Introduzione all’Economia politica

Saluto tutti gli amici che, numerosi, hanno aderito al gruppo Facebook e su FrancavillaInforma, e tutti coloro che vorranno aderire e partecipare alle nostre discussioni.

Biagio Passatordi

Voglio precisare, che ciò che scrivo, è frutto del mio studio sui programmi di Economia Politica, all’Università e che sono soltanto input di riflessione per me e per chi legge.

Prima di addentrarci nei temi classici dell’economia, farò alcune considerazioni iniziali, indispensabili per comprendere cosa è l’economia politica e perché studiare questa disciplina.

Studiando l’economia politica, si può avere la percezione, che, matematicamente, fornisca ricette per ogni tipo di problema economico quotidiano, a livello individuale o di gruppi di persone.

Diciamo, senza dubbio, che l’economia è, innanzitutto, una scienza sociale, che studia quella parte dei comportamenti umani riguardanti la ricchezza materiale.

I comportamenti umani sono in continua evoluzione, così come sono in continua evoluzione le istituzioni, le regole, le leggi, le organizzazioni … Di conseguenza, sia le singole persone sia i gruppi sono condizionati da fattori di tipo sociale, politico, psicologico, affettivo …

Volendo definire l’economia politica, da un punto di vista scientifico, potremmo dire che essa si occupa della modalità con cui individui, organizzazioni e società impiegano risorse scarse per produrre vari beni e servizi ed il modo con cui questi ultimi vengono distribuiti tra soggetti o gruppi per soddisfare bisogni attuali o futuri.

Qui si apre un primo argomento di riflessione.

Si assume che le risorse della nostra terra non siano inesauribili (scarse): acqua, terra, forme di energia … perciò è molto importante il modo in cui esse vengano sfruttate e utilizzate.

Si pensi all’utilizzo dei boschi e delle foreste (foresta amazzonica, polmone per l’intero pianeta), all’inquinamento delle acque e dei suoli, ed, in genere, a tutte le forme di uso selvaggio ed incontrollato delle risorse del nostro Pianeta.

Il secondo argomento di riflessione è l’allocazione di queste risorse.
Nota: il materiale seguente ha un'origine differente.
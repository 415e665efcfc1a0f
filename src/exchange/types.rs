//! Venue-neutral request and response types.

use crate::model::Side;
use chrono::{DateTime, Utc};
use rust_decimal::Decimal;
use serde::{Deserialize, Serialize};
use std::fmt;
use thiserror::Error;

/// Failure categories callers branch on.
#[derive(Debug, Clone, Error, PartialEq)]
pub enum ExchangeError {
    /// Network failure, 5xx, rate limit. Safe to retry later.
    #[error("transient exchange error: {0}")]
    Transient(String),
    /// The exchange refused the request (bad price, no balance, market closed).
    #[error("exchange rejected request: {0}")]
    Rejected(String),
    /// No answer within the call deadline; the outcome is unknown.
    #[error("exchange call timed out")]
    Timeout,
    #[error("not found on exchange: {0}")]
    NotFound(String),
}

impl ExchangeError {
    pub fn is_retryable(&self) -> bool {
        matches!(self, ExchangeError::Transient(_) | ExchangeError::Timeout)
    }
}

/// Limit order submission.
#[derive(Debug, Clone, PartialEq, Serialize)]
pub struct OrderRequest {
    /// Idempotency key; resubmitting the same id must not create a second order
    pub client_order_id: String,
    pub market_id: String,
    pub outcome: u32,
    pub token_id: String,
    pub side: Side,
    /// Unsigned share quantity
    #[serde(with = "rust_decimal::serde::str")]
    pub size: Decimal,
    #[serde(with = "rust_decimal::serde::str")]
    pub limit_price: Decimal,
}

/// Exchange-side order status.
#[derive(Debug, Clone, Copy, PartialEq, Eq, Serialize, Deserialize)]
#[serde(rename_all = "lowercase")]
pub enum ExchangeOrderStatus {
    /// Resting or partially matched
    Open,
    Filled,
    Cancelled,
}

impl fmt::Display for ExchangeOrderStatus {
    fn fmt(&self, f: &mut fmt::Formatter<'_>) -> fmt::Result {
        match self {
            ExchangeOrderStatus::Open => write!(f, "open"),
            ExchangeOrderStatus::Filled => write!(f, "filled"),
            ExchangeOrderStatus::Cancelled => write!(f, "cancelled"),
        }
    }
}

/// Acknowledgement of an accepted order.
#[derive(Debug, Clone, PartialEq)]
pub struct OrderAck {
    pub exchange_order_id: String,
    pub status: ExchangeOrderStatus,
}

/// Snapshot of one order on the exchange.
#[derive(Debug, Clone, PartialEq)]
pub struct OrderState {
    pub exchange_order_id: String,
    pub client_order_id: Option<String>,
    pub status: ExchangeOrderStatus,
    /// Unsigned matched quantity
    pub filled_size: Decimal,
}

/// One execution against an order.
#[derive(Debug, Clone, PartialEq)]
pub struct ExchangeFill {
    pub fill_id: String,
    pub exchange_order_id: String,
    pub side: Side,
    /// Unsigned quantity
    pub size: Decimal,
    pub price: Decimal,
    pub ts: DateTime<Utc>,
}

impl ExchangeFill {
    /// Quantity with buy positive and sell negative.
    pub fn signed_quantity(&self) -> Decimal {
        match self.side {
            Side::Buy => self.size,
            Side::Sell => -self.size,
        }
    }
}

/// Authoritative net holding for one outcome.
#[derive(Debug, Clone, PartialEq)]
pub struct PositionSnapshot {
    pub market_id: String,
    pub outcome: u32,
    /// Signed share quantity
    pub quantity: Decimal,
}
Sappiamo bene che un’altissima percentuale dello sfruttamento delle risorse della Terra sono a vantaggio dei paesi più ricchi: ci sono zone del pianeta, in cui mancano beni di prima necessità (cibo, acqua, medicine..) e servizi essenziali (strade, scuole, ospedali …) e zone in cui c’è il superfluo e lo spreco.

Risorse

Le risorse materiali che l’ analisi economica prende in considerazione per i suoi studi, sono:

  • Risorse naturali (acqua, terra, forme di energia …)
  • Risorse umane: (il lavoro in tutte le sue specificità e tempo …)
  • Capitale, inteso come risorse finanziarie, macchinari, impianti necessari alla produzione

Bisogni.

  • I bisogni possono essere considerati illimitati per due ordini di motivi: perché si riproducono (ad esempio, il cibo, l’abbigliamento …); perché possono essere indotti mediante trasformazioni socio-culturali, scientifiche …, che creano o rendono desiderabili, indispensabili, i nuovi prodotti.
  • I bisogni possono essere soddisfatti direttamente, attraverso il consumo di beni e servizi e, indirettamente, attraverso la produzione di essi.